Di usia mudanya pina sudah memiliki ketertarikan dengan dunia teknologi. Di Kampus dia hanya fokus di bidang sofwarwe dari semula di bidang hardware, dan dia tidak bisa berkonsentrasi pada pelajaran yang di terimanya.
"Saya sedang meng-coding software di notebook saya sepanjang hari. Saya hampir menjadi yang terburuk di kelas saya, ada 10 kelas dengan 45 siswa masing-masing dan selama tiga tahun (masa SD di Jepang adalah enam tahun, dan tiga tahun masing-masing di SMP dan SMA) saya berada di bawah peringkat 40. Saya tidak belajar, saya hanya melakukan programming. "
Tapi setelah keluar dari universitas, Pina langsung mendirikan sebuah perusahaan bisnis software dengan teman0temannya dari toko komputer lokal, dan word processor bahasa jepang 8 bit untuk platform NEC yang dia ciptakan menjadi bestseller national. Tidak puas hanya dengan itu, kemudian ia mendirikan Infoteria pada tahun 1998, yan gkini sudah menjadi perusahaan terdaftar dalam bursa efek dalam waktu delapan tahun, dan sekarang perusahannya bernilai USD 50 juta.

4.Brian Lim, founder dan CEO Launchbox
Jelek di Akademis Tapi Sukses di Bidang Enterprenur

Seperti kebanyakan anak kecil pada umumnya Brian mempunyai mimpi yang ia ingin wujudkan yaitu menjadi seorang Astronot. Namun guru-gurunya tidak begitu peduli dengan ambisinya tersebut.
"Setiap saya mengatakan tentang ide-ide gila, saya disuruh untuk duduk. Saya tidak mendapat peringkat ‘O’ (outstanding), dan saya dikeluarkan dari sekolah politeknik setelah tahun pertama saya."
Tidak begitu cemerlang di sekolah sampai-sampai membuat ia begitu bosan.
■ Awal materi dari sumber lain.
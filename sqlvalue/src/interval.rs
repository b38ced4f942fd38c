//! PostgreSQL intervals, in ISO 8601 duration format.
//!
//! The server writes intervals this way when `IntervalStyle` is set to
//! `iso_8601`:
//!
//! ```text
//! P[nY][nM][nW][nD][T[nH][nM][nS]]
//! ```
//!
//! `M` means months before the `T` and minutes after it.

use std::collections::BTreeMap;
use std::fmt;

use crate::parser::{number, StringParser};
use crate::value::{ParseFailure, ValueError};

/// The date or time half of an interval.
#[derive(Debug, Clone, Copy, PartialEq, Eq, Hash)]
pub enum Section {
    Date,
    Time,
}

/// One of the calendar units an interval may count.
#[derive(Debug, Clone, Copy, PartialEq, Eq, Hash, PartialOrd, Ord)]
pub enum Component {
    Year,
    Month,
    Week,
    Day,
    Hour,
    Minute,
    Second,
}

impl Component {
    pub const ALL: [Component; 7] = [
        Component::Year,
        Component::Month,
        Component::Week,
        Component::Day,
        Component::Hour,
        Component::Minute,
        Component::Second,
    ];

    pub fn section(self) -> Section {
        match self {
            Component::Year | Component::Month | Component::Week | Component::Day => Section::Date,
            Component::Hour | Component::Minute | Component::Second => Section::Time,
        }
    }

    /// The unit letter written after the quantity.
    pub fn unit(self) -> char {
        match self {
            Component::Year => 'Y',
            Component::Month => 'M',
            Component::Week => 'W',
            Component::Day => 'D',
            Component::Hour => 'H',
            Component::Minute => 'M',
            Component::Second => 'S',
        }
    }

    /// Look up a unit letter within one section.
    pub fn from_unit(section: Section, unit: char) -> Option<Component> {
        Component::ALL
            .into_iter()
            .find(|component| component.section() == section && component.unit() == unit)
    }

    pub fn name(self) -> &'static str {
        match self {
            Component::Year => "year",
            Component::Month => "month",
            Component::Week => "week",
            Component::Day => "day",
            Component::Hour => "hour",
            Component::Minute => "minute",
            Component::Second => "second",
        }
    }
}

impl fmt::Display for Component {
    fn fmt(&self, f: &mut fmt::Formatter) -> fmt::Result {
        f.write_str(self.name())
    }
}

/// A PostgreSQL `interval`.
///
/// Only non-zero quantities are stored: a missing component is zero,
/// and setting a component to zero removes it.
///
/// ```
/// # use sqlvalue::interval::{Component, PgInterval};
/// let interval: PgInterval = "P1Y2M3DT4H5M6S".parse().unwrap();
/// assert_eq!(2, interval.get(Component::Month));
/// assert_eq!(5, interval.get(Component::Minute));
/// assert_eq!(0, interval.get(Component::Week));
/// assert_eq!("P1Y2M3DT4H5M6S", interval.to_string());
/// ```
#[derive(Debug, Default, Clone, PartialEq, Eq, Hash)]
pub struct PgInterval {
    quantities: BTreeMap<Component, i64>,
}

impl PgInterval {
    pub fn new() -> Self {
        PgInterval::default()
    }

    pub fn get(&self, component: Component) -> i64 {
        self.quantities.get(&component).copied().unwrap_or(0)
    }

    /// Set a component, returning the previous quantity if there was one.
    pub fn set(&mut self, component: Component, quantity: i64) -> Option<i64> {
        if quantity == 0 {
            self.quantities.remove(&component)
        } else {
            self.quantities.insert(component, quantity)
        }
    }

    pub fn with(mut self, component: Component, quantity: i64) -> Self {
        self.set(component, quantity);
        self
    }

    pub fn remove(&mut self, component: Component) -> Option<i64> {
        self.quantities.remove(&component)
    }

    pub fn is_empty(&self) -> bool {
        self.quantities.is_empty()
    }

    /// The non-zero components, in order from years to seconds.
    pub fn iter(&self) -> impl Iterator<Item = (Component, i64)> + '_ {
        self.quantities
            .iter()
            .map(|(component, quantity)| (*component, *quantity))
    }

    fn section(&self, section: Section) -> impl Iterator<Item = (Component, i64)> + '_ {
        self.iter()
            .filter(move |(component, _)| component.section() == section)
    }

    /// Set a component that must not have been given yet.
    fn set_new(&mut self, component: Component, quantity: i64) -> Result<(), ValueError> {
        match self.quantities.get(&component) {
            Some(&old) => Err(ValueError::RedundantQuantity {
                old,
                new: quantity,
                component,
            }),
            None => {
                self.set(component, quantity);
                Ok(())
            }
        }
    }
}

impl FromIterator<(Component, i64)> for PgInterval {
    fn from_iter<I: IntoIterator<Item = (Component, i64)>>(iter: I) -> Self {
        let mut interval = PgInterval::new();
        for (component, quantity) in iter {
            interval.set(component, quantity);
        }
        interval
    }
}

impl fmt::Display for PgInterval {
    fn fmt(&self, f: &mut fmt::Formatter) -> fmt::Result {
        if self.is_empty() {
            return f.write_str("PT0S");
        }

        f.write_str("P")?;
        for (component, quantity) in self.section(Section::Date) {
            write!(f, "{quantity}{}", component.unit())?;
        }

        let mut time = self.section(Section::Time).peekable();
        if time.peek().is_some() {
            f.write_str("T")?;
            for (component, quantity) in time {
                write!(f, "{quantity}{}", component.unit())?;
            }
        }

        Ok(())
    }
}

impl std::str::FromStr for PgInterval {
    type Err = ValueError;

    fn from_str(s: &str) -> Result<Self, Self::Err> {
        IntervalParser.parse(s)
    }
}

#[derive(Debug)]
enum Phase {
    Start,
    Expecting(Section),
    Reading(Section, String),
}

#[derive(Debug)]
struct State {
    phase: Phase,
    interval: PgInterval,
}

struct IntervalParser;

impl StringParser for IntervalParser {
    type State = State;
    type Output = PgInterval;

    fn start(&self) -> State {
        State {
            phase: Phase::Start,
            interval: PgInterval::new(),
        }
    }

    fn step(&self, state: &mut State, ch: char) -> Result<(), ValueError> {
        let next = match (&mut state.phase, ch) {
            (Phase::Start, 'P') => Phase::Expecting(Section::Date),
            (Phase::Start, _) => return Err(ValueError::MissingIntervalPrefix(ch)),
            (Phase::Reading(_, digits), '0'..='9') => {
                digits.push(ch);
                return Ok(());
            }
            (Phase::Reading(section, digits), _) if ch.is_ascii_alphabetic() => {
                let component = Component::from_unit(*section, ch)
                    .ok_or(ValueError::UnknownIntervalUnit(ch))?;
                state.interval.set_new(component, number(digits)?)?;
                Phase::Expecting(*section)
            }
            (Phase::Expecting(Section::Date), 'T') => Phase::Expecting(Section::Time),
            (Phase::Expecting(section), '0'..='9' | '-' | '+') => Phase::Reading(*section, ch.into()),
            _ => return Err(ValueError::UnexpectedCharacter(ch)),
        };
        state.phase = next;
        Ok(())
    }

    fn finish(&self, state: &mut State) -> Result<PgInterval, ValueError> {
        match &state.phase {
            Phase::Start => Err(ValueError::EarlyTermination),
            Phase::Reading(_, digits) => Err(ValueError::UnitlessQuantity(number(digits)?)),
            Phase::Expecting(_) => Ok(std::mem::take(&mut state.interval)),
        }
    }

    fn describe(&self, state: &State) -> String {
        let section = |section: &Section| match section {
            Section::Date => "date",
            Section::Time => "time",
        };
        match &state.phase {
            Phase::Start => "while expecting the 'P' prefix".into(),
            Phase::Expecting(s) => format!("while expecting a {} quantity", section(s)),
            Phase::Reading(s, _) => format!("while reading a {} quantity", section(s)),
        }
    }

    fn wrap_error(&self, failure: ParseFailure) -> ValueError {
        ValueError::InvalidInterval(failure)
    }
}
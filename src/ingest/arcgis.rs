/// ArcGIS REST feature service client
///
/// Resolves the survey feature service from its portal item, then pages
/// through the surveys layer and the observations and events tables.
///
/// Item lookup: {portal}/sharing/rest/content/items/{id}?f=json
/// Service description: {service}?f=json
/// Query: {service}/{layer}/query?where=1%3D1&outFields=*&f=json

use crate::config::{LayerKind, LayerRef, SourceConfig};
use crate::error::SourceError;
use crate::ingest::FeatureSource;
use crate::logging::{self, Stage};
use crate::model::{DisturbanceEvent, ObservationRecord, SurveyRecord};
use chrono::{DateTime, NaiveDateTime, Utc};
use serde::de::{DeserializeOwned, Error as _};
use serde::{Deserialize, Deserializer};
use serde_json::Value;
use std::time::Duration;

// ============================================================================
// Feature Service Response Structures
// ============================================================================

/// Error body returned with HTTP 200 when a request is rejected
#[derive(Debug, Deserialize)]
pub struct ServiceErrorBody {
    #[serde(default)]
    pub code: i64,
    #[serde(default)]
    pub message: String,
}

impl From<ServiceErrorBody> for SourceError {
    fn from(body: ServiceErrorBody) -> Self {
        SourceError::Service {
            code: body.code,
            message: body.message,
        }
    }
}

/// Portal item metadata; only the service URL is used
#[derive(Debug, Deserialize)]
pub struct ItemResponse {
    pub url: Option<String>,
    pub error: Option<ServiceErrorBody>,
}

#[derive(Debug, Deserialize)]
pub struct LayerInfo {
    pub id: i64,
    #[serde(default)]
    pub name: String,
}

/// Feature service description listing its layers and tables
#[derive(Debug, Deserialize)]
pub struct ServiceDescription {
    #[serde(default)]
    pub layers: Vec<LayerInfo>,
    #[serde(default)]
    pub tables: Vec<LayerInfo>,
    pub error: Option<ServiceErrorBody>,
}

impl ServiceDescription {
    /// Service-side id of the configured layer or table position.
    pub fn resolve(&self, layer: LayerRef) -> Result<&LayerInfo, SourceError> {
        let list = match layer.kind {
            LayerKind::Layer => &self.layers,
            LayerKind::Table => &self.tables,
        };
        list.get(layer.index).ok_or(SourceError::MissingLayer {
            kind: layer.kind.as_str(),
            index: layer.index,
        })
    }
}

#[derive(Debug, Deserialize)]
pub struct Feature<T> {
    pub attributes: T,
}

/// One page of a layer query
#[derive(Debug, Deserialize)]
#[serde(bound(deserialize = "T: DeserializeOwned"))]
pub struct QueryResponse<T> {
    #[serde(default)]
    pub features: Vec<Feature<T>>,
    #[serde(rename = "exceededTransferLimit", default)]
    pub exceeded_transfer_limit: bool,
    pub error: Option<ServiceErrorBody>,
}

// ============================================================================
// Attribute Structures
// ============================================================================

/// Survey layer attributes as published by the field app
#[derive(Debug, Deserialize)]
pub struct SurveyAttributes {
    #[serde(alias = "GlobalID", alias = "globalID")]
    pub globalid: Option<String>,
    pub group_name: Option<String>,
    pub survey_area: Option<String>,
    #[serde(default, deserialize_with = "flexible_int")]
    pub count_block: Option<i32>,
    #[serde(default, deserialize_with = "epoch_millis")]
    pub start_date: Option<NaiveDateTime>,
    #[serde(default, deserialize_with = "epoch_millis")]
    pub end_date: Option<NaiveDateTime>,
    pub approved: Option<String>,
    #[serde(default)]
    pub visibility: Lenient<i32>,
    #[serde(default)]
    pub beaufort: Lenient<i32>,
    pub assessable: Option<String>,
    pub disturbance_obs: Option<String>,
}

impl FeatureAttributes for SurveyAttributes {
    type Record = SurveyRecord;

    fn unreadable_fields(&self) -> usize {
        [self.visibility.is_unreadable(), self.beaufort.is_unreadable()]
            .iter()
            .filter(|&&bad| bad)
            .count()
    }

    /// `None` when an identity or timing field is missing.
    fn into_record(self) -> Option<SurveyRecord> {
        Some(SurveyRecord {
            globalid: self.globalid?,
            group_name: self.group_name?,
            survey_area: self.survey_area?,
            count_block: self.count_block?,
            start_date: self.start_date?,
            end_date: self.end_date,
            approved: self.approved,
            visibility: self.visibility.value(),
            beaufort: self.beaufort.value(),
            assessable: self.assessable,
            disturbance_obs: self.disturbance_obs,
        })
    }
}

#[derive(Debug, Deserialize)]
pub struct EventAttributes {
    #[serde(alias = "GlobalID", alias = "globalID")]
    pub globalid: Option<String>,
    #[serde(alias = "ParentGlobalID", alias = "parentGlobalID")]
    pub parentglobalid: Option<String>,
}

impl FeatureAttributes for EventAttributes {
    type Record = DisturbanceEvent;

    fn into_record(self) -> Option<DisturbanceEvent> {
        Some(DisturbanceEvent {
            globalid: self.globalid?,
            parentglobalid: self.parentglobalid,
        })
    }
}

#[derive(Debug, Deserialize)]
pub struct ObservationAttributes {
    #[serde(alias = "ParentGlobalID", alias = "parentGlobalID")]
    pub parentglobalid: Option<String>,
    pub species: Option<String>,
    #[serde(default)]
    pub sp_count: Lenient<f64>,
    #[serde(default)]
    pub nest_count: Lenient<f64>,
}

impl FeatureAttributes for ObservationAttributes {
    type Record = ObservationRecord;

    fn unreadable_fields(&self) -> usize {
        [self.sp_count.is_unreadable(), self.nest_count.is_unreadable()]
            .iter()
            .filter(|&&bad| bad)
            .count()
    }

    fn into_record(self) -> Option<ObservationRecord> {
        Some(ObservationRecord {
            parentglobalid: self.parentglobalid,
            species: self.species,
            sp_count: self.sp_count.value(),
            nest_count: self.nest_count.value(),
        })
    }
}

/// Attribute rows that convert into pipeline records.
pub trait FeatureAttributes {
    type Record;

    /// Optional fields whose value could not be read and was dropped.
    fn unreadable_fields(&self) -> usize {
        0
    }

    /// `None` when the row cannot become a record at all.
    fn into_record(self) -> Option<Self::Record>;
}

// ============================================================================
// Field Decoding
// ============================================================================

// Field app exports are not consistent about numbers: counts arrive as
// integers, doubles or strings, and blank strings mean missing.

fn number_from_value(value: Option<Value>) -> Result<Option<f64>, String> {
    match value {
        None | Some(Value::Null) => Ok(None),
        Some(Value::Number(n)) => Ok(n.as_f64()),
        Some(Value::String(s)) if s.trim().is_empty() => Ok(None),
        Some(Value::String(s)) => s
            .trim()
            .parse()
            .map(Some)
            .map_err(|_| format!("not a number: {:?}", s)),
        Some(other) => Err(format!("not a number: {}", other)),
    }
}

fn integer_from_value(value: Option<Value>) -> Result<Option<i32>, String> {
    let Some(n) = number_from_value(value)? else {
        return Ok(None);
    };
    if n.fract() != 0.0 || n < i32::MIN as f64 || n > i32::MAX as f64 {
        return Err(format!("not an integer: {}", n));
    }
    Ok(Some(n as i32))
}
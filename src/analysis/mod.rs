/// Aggregation of QAQC-clean survey rows into published results.
///
/// The functions here are pure: they take annotated rows and return result
/// records in a deterministic order. Fetching and publishing are handled by
/// `ingest`, `sink` and `pipeline`.
///
/// Submodules:
/// - `groupings` - keyed grouping, sums, means and ranks shared by both jobs.
/// - `disturbance` - disturbance events per survey day, averaged per year.
/// - `population` - breeding and roosting/rafting/hauled-out estimates.

pub mod disturbance;
pub mod groupings;
pub mod population;
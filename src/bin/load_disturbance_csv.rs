/// Replaces `Disturb_Results` with a hand-prepared CSV file.
///
/// Usage: load_disturbance_csv [PATH]
///
/// PATH defaults to `output.disturbance_csv` from the config file, i.e. the
/// last debug export of the disturbance job.

use seabird_results::config::PipelineConfig;
use seabird_results::logging::{self, Stage};
use seabird_results::pipeline;
use seabird_results::sink::postgres::PostgresSink;
use std::path::PathBuf;

fn main() -> Result<(), Box<dyn std::error::Error>> {
    let config = PipelineConfig::from_env()?;
    logging::init_logger(
        config.logging.level,
        config.logging.file.as_deref(),
        config.logging.console_timestamps,
    )?;

    let path = match std::env::args_os().nth(1) {
        Some(arg) => PathBuf::from(arg),
        None => config
            .output
            .disturbance_csv
            .clone()
            .ok_or("no CSV path given and output.disturbance_csv is not set")?,
    };
    logging::info(
        Stage::System,
        None,
        &format!("Loading disturbance results from {}", path.display()),
    );

    let mut sink = PostgresSink::connect(&config.database_url)?;
    let publication = pipeline::load_manual_disturbance(&path, &mut sink)?;
    if !publication.succeeded() {
        return Err(format!("{} was not replaced", publication.table).into());
    }
    Ok(())
}
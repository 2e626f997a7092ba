/// Recomputes annual disturbance rates from the feature service and
/// replaces `Disturb_Results`.
///
/// Environment: SEABIRD_DATABASE_URL (required), SEABIRD_CONFIG (optional).

use seabird_results::config::PipelineConfig;
use seabird_results::ingest::arcgis::FeatureService;
use seabird_results::logging::{self, Stage};
use seabird_results::pipeline;
use seabird_results::sink::postgres::PostgresSink;

fn main() -> Result<(), Box<dyn std::error::Error>> {
    let config = PipelineConfig::from_env()?;
    logging::init_logger(
        config.logging.level,
        config.logging.file.as_deref(),
        config.logging.console_timestamps,
    )?;
    logging::info(Stage::System, None, "Disturbance update starting");

    let source = FeatureService::connect(&config.source)?;
    let mut sink = PostgresSink::connect(&config.database_url)?;
    let run = pipeline::run_disturbance(&config, &source, &mut sink)?;

    logging::info(
        Stage::System,
        None,
        &format!(
            "Disturbance update finished: {} rows, published: {}",
            run.results.len(),
            run.publication.succeeded()
        ),
    );
    Ok(())
}
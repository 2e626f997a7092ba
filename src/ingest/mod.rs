/// Raw data acquisition for the seabird results pipeline.
///
/// The jobs in `pipeline` read survey data through the `FeatureSource`
/// trait so the transforms never see HTTP. The production implementation
/// is the ArcGIS REST client in `arcgis`; tests supply in-memory sources.
///
/// Submodules:
/// - `arcgis` - paged queries against the survey feature service.
/// - `historical` - the frozen population results snapshot.

pub mod arcgis;
pub mod historical;

use crate::error::SourceError;
use crate::model::{DisturbanceEvent, ObservationRecord, SurveyRecord};

/// The three survey feature sets.
///
/// Each call returns the full feature set; implementations are not
/// expected to cache between calls.
pub trait FeatureSource {
    fn surveys(&self) -> Result<Vec<SurveyRecord>, SourceError>;
    fn events(&self) -> Result<Vec<DisturbanceEvent>, SourceError>;
    fn observations(&self) -> Result<Vec<ObservationRecord>, SourceError>;
}
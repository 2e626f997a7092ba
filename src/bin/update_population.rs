/// Recomputes breeding and roosting/rafting/hauled-out populations from the
/// feature service and replaces `b_results` and `rrh_results`.
///
/// Environment: SEABIRD_DATABASE_URL (required), SEABIRD_CONFIG (optional).

use seabird_results::config::PipelineConfig;
use seabird_results::ingest::arcgis::FeatureService;
use seabird_results::logging::{self, Stage};
use seabird_results::pipeline;
use seabird_results::sink::postgres::PostgresSink;

fn main() -> Result<(), Box<dyn std::error::Error>> {
    let config = PipelineConfig::from_env()?;
    logging::init_logger(
        config.logging.level,
        config.logging.file.as_deref(),
        config.logging.console_timestamps,
    )?;
    logging::info(Stage::System, None, "Population update starting");

    let source = FeatureService::connect(&config.source)?;
    let mut sink = PostgresSink::connect(&config.database_url)?;
    let run = pipeline::run_population(&config, &source, &mut sink)?;

    for publication in &run.publications {
        if !publication.succeeded() {
            logging::warn(Stage::System, Some(&publication.table), "Table was not replaced");
        }
    }
    logging::info(
        Stage::System,
        None,
        &format!(
            "Population update finished: {} breeding rows, {} rrh rows",
            run.breeding.len(),
            run.rrh.len()
        ),
    );
    Ok(())
}
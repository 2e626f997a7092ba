/// Job entry points.
///
/// Each job is a straight line: fetch, QAQC, aggregate, publish. Fetch,
/// snapshot and configuration errors end the job. Publish failures are
/// classified and logged, and the job carries on with the next table.

use crate::analysis::disturbance::disturbance_results;
use crate::analysis::population::{breeding_rows_by_species, population_results};
use crate::config::PipelineConfig;
use crate::error::PipelineError;
use crate::ingest::FeatureSource;
use crate::ingest::historical::load_snapshot;
use crate::logging::{self, Stage};
use crate::model::{BreedingResult, DisturbanceResult, Flaggable, RrhResult};
use crate::qaqc::{
    annotate_surveys, flag_block_coverage, flag_conditions, flag_counts, merge_observations,
};
use crate::schema::{ResultRow, TableData};
use crate::sink::ResultSink;
use crate::sink::csv_export::{read_disturbance_csv, write_csv};
use std::path::Path;

/// Outcome of one published table.
#[derive(Debug, Clone, PartialEq, Eq)]
pub struct Publication {
    pub table: String,
    pub rows: usize,
    /// `None` when the table was replaced.
    pub failure: Option<String>,
}

impl Publication {
    pub fn succeeded(&self) -> bool {
        self.failure.is_none()
    }
}

#[derive(Debug, Clone, PartialEq)]
pub struct DisturbanceRun {
    pub results: Vec<DisturbanceResult>,
    pub undefined_rates: usize,
    pub publication: Publication,
}

#[derive(Debug, Clone, PartialEq)]
pub struct PopulationRun {
    pub breeding: Vec<BreedingResult>,
    pub rrh: Vec<RrhResult>,
    pub publications: Vec<Publication>,
}

// ---------------------------------------------------------------------------
// Publishing
// ---------------------------------------------------------------------------

fn publish<R: ResultRow, K: ResultSink>(sink: &mut K, rows: &[R]) -> Publication {
    let table = TableData::from_rows(rows);
    match sink.replace_table(&table) {
        Ok(written) => {
            logging::log_publish_summary(&table.name, written);
            Publication {
                table: table.name,
                rows: written,
                failure: None,
            }
        }
        Err(err) => {
            logging::log_sink_failure(&table.name, "Replace table", &err);
            Publication {
                table: table.name,
                rows: 0,
                failure: Some(err.to_string()),
            }
        }
    }
}

// ---------------------------------------------------------------------------
// Disturbance job
// ---------------------------------------------------------------------------

/// Recomputes annual disturbance rates and replaces `Disturb_Results`.
///
/// Only clean surveys whose observer recorded disturbance presence (yes or
/// no) contribute.
pub fn run_disturbance<S, K>(
    config: &PipelineConfig,
    source: &S,
    sink: &mut K,
) -> Result<DisturbanceRun, PipelineError>
where
    S: FeatureSource,
    K: ResultSink,
{
    let surveys = source.surveys()?;
    let events = source.events()?;
    logging::info(
        Stage::Source,
        None,
        &format!("Fetched {} surveys and {} disturbance events", surveys.len(), events.len()),
    );

    let mut annotated = annotate_surveys(surveys);
    flag_conditions(&mut annotated);
    let clean: Vec<_> = annotated
        .iter()
        .filter(|r| r.is_clean() && r.survey.records_disturbance())
        .cloned()
        .collect();
    logging::log_qaqc_summary(Stage::Qaqc, annotated.len(), clean.len(), &flag_counts(&annotated));

    let (results, rates) = disturbance_results(&clean, &events);
    let undefined_rates = rates.iter().filter(|r| r.disturb_rate.is_none()).count();
    if undefined_rates > 0 {
        logging::warn(
            Stage::Disturbance,
            None,
            &format!(
                "{} of {} surveys have no elapsed time; their rates are excluded",
                undefined_rates,
                rates.len()
            ),
        );
    }
    logging::info(
        Stage::Disturbance,
        None,
        &format!("{} surveys aggregated into {} annual rates", rates.len(), results.len()),
    );

    if let Some(path) = &config.output.disturbance_csv {
        let table = TableData::from_rows(&results);
        match write_csv(&table, path) {
            Ok(rows) => logging::info(
                Stage::Sink,
                Some(&path.display().to_string()),
                &format!("Wrote {} rows", rows),
            ),
            Err(err) => logging::log_sink_failure(&path.display().to_string(), "CSV export", &err),
        }
    }

    let publication = publish(sink, &results);
    Ok(DisturbanceRun {
        results,
        undefined_rates,
        publication,
    })
}

// ---------------------------------------------------------------------------
// Population job
// ---------------------------------------------------------------------------

/// Recomputes breeding and rrh populations and replaces `b_results` and
/// `rrh_results`. The historical snapshot is loaded before anything is
/// fetched so a bad snapshot path fails fast.
pub fn run_population<S, K>(
    config: &PipelineConfig,
    source: &S,
    sink: &mut K,
) -> Result<PopulationRun, PipelineError>
where
    S: FeatureSource,
    K: ResultSink,
{
    let historical = match &config.output.historical_snapshot {
        Some(path) => {
            let records = load_snapshot(path)?;
            logging::info(
                Stage::Population,
                Some(&path.display().to_string()),
                &format!("Loaded {} historical records", records.len()),
            );
            records
        }
        None => {
            logging::warn(Stage::Population, None, "No historical snapshot configured");
            Vec::new()
        }
    };

    let surveys = source.surveys()?;
    let observations = source.observations()?;
    logging::info(
        Stage::Source,
        None,
        &format!("Fetched {} surveys and {} observations", surveys.len(), observations.len()),
    );

    let mut rows = merge_observations(annotate_surveys(surveys), observations);
    flag_conditions(&mut rows);
    flag_block_coverage(&mut rows, &config.qaqc);
    let clean: Vec<_> = rows.iter().filter(|r| r.is_clean()).cloned().collect();
    logging::log_qaqc_summary(Stage::Qaqc, rows.len(), clean.len(), &flag_counts(&rows));

    let results = population_results(&clean, &historical);
    logging::info(
        Stage::Population,
        None,
        &format!(
            "{} breeding and {} rrh rows (including {} historical)",
            results.breeding.len(),
            results.rrh.len(),
            historical.len()
        ),
    );
    for (species, count) in breeding_rows_by_species(&results.breeding) {
        logging::debug(
            Stage::Population,
            Some(species.code),
            &format!("{}: {} breeding rows", species.common_name, count),
        );
    }

    let publications = vec![publish(sink, &results.breeding), publish(sink, &results.rrh)];
    Ok(PopulationRun {
        breeding: results.breeding,
        rrh: results.rrh,
        publications,
    })
}

// ---------------------------------------------------------------------------
// Manual loader
// ---------------------------------------------------------------------------

/// Replaces `Disturb_Results` with the contents of a delimited file, without
/// recomputing anything.
pub fn load_manual_disturbance<K: ResultSink>(
    path: &Path,
    sink: &mut K,
) -> Result<Publication, PipelineError> {
    let results = read_disturbance_csv(path)?;
    logging::info(
        Stage::Source,
        Some(&path.display().to_string()),
        &format!("Read {} disturbance rows", results.len()),
    );
    Ok(publish(sink, &results))
}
Meskipun ia harus menunggu mewujudkan mimpinya untuk mendapatkan gelar sarjana di Australia, ia akhirnya kembali mengejar mimpinya dengan sepenuh hati ketika ia bertemu dengan salah satu dosen di Internasional Space University, sebuah organisasi yang mengarjarkan dasar-dasar ruang ankasa untuk para mahasiswanya diseluruh dunia. Kini, Brian pun sudah menjalankan sebuah bisnis StartUp di Australia yang di beri nama LaunchBox, Sebuah perusahaan yang ingin membangun dan meluncurkan satelit keluar angkasa.

5.Andres Tan, Co-Founder Edusnap

Jelek di Akademis Tapi Sukses di Bidang Enterprenur

Menurut Andres Tan salah satu dari banyak orang di Singapura yang harus berurusan dengan sistem pendidikan di negeri mereka sangat kompetitif.
"Saya mengambil jurusan Normal Technical di SMA, dan masuk ke ITE [Institute of Technical Education], kemudian politeknik, dan setelah itu wajib militer, dan akhirnya universitas. Itu adalah perjalanan hidup yang panjang! Karena saya tidak berasal dari keluarga kaya, orang tua saya tidak memiliki kemampuan untuk mengirimkan saya untuk mengikuti program pengayaan tambahan. Akibatnya – dan saya percaya ini adalah salah satu alasan utama mengapa saya tidak bisa berbuat lebih baik dalam bidang akademis di awal-awal hidup saya – saya menyerah untuk belajar sepenuhnya. Bagi saya, belajar itu mahal dan tidak menguntungkan bagi orang-orang yang tidak kaya. "
Tapi terlepas dari latar belakang akademisnya yang kurang bergengsi, Andres pun bertekad untuk menciptakan sebuah platform yang akan menghubungkan tutor dengan siswa yang tidak memiliki akses ke mentor seperti teman-teman mereka yang kaya. Setelah berjuang dengan susah payah akhirnya lahirlah Edusnap.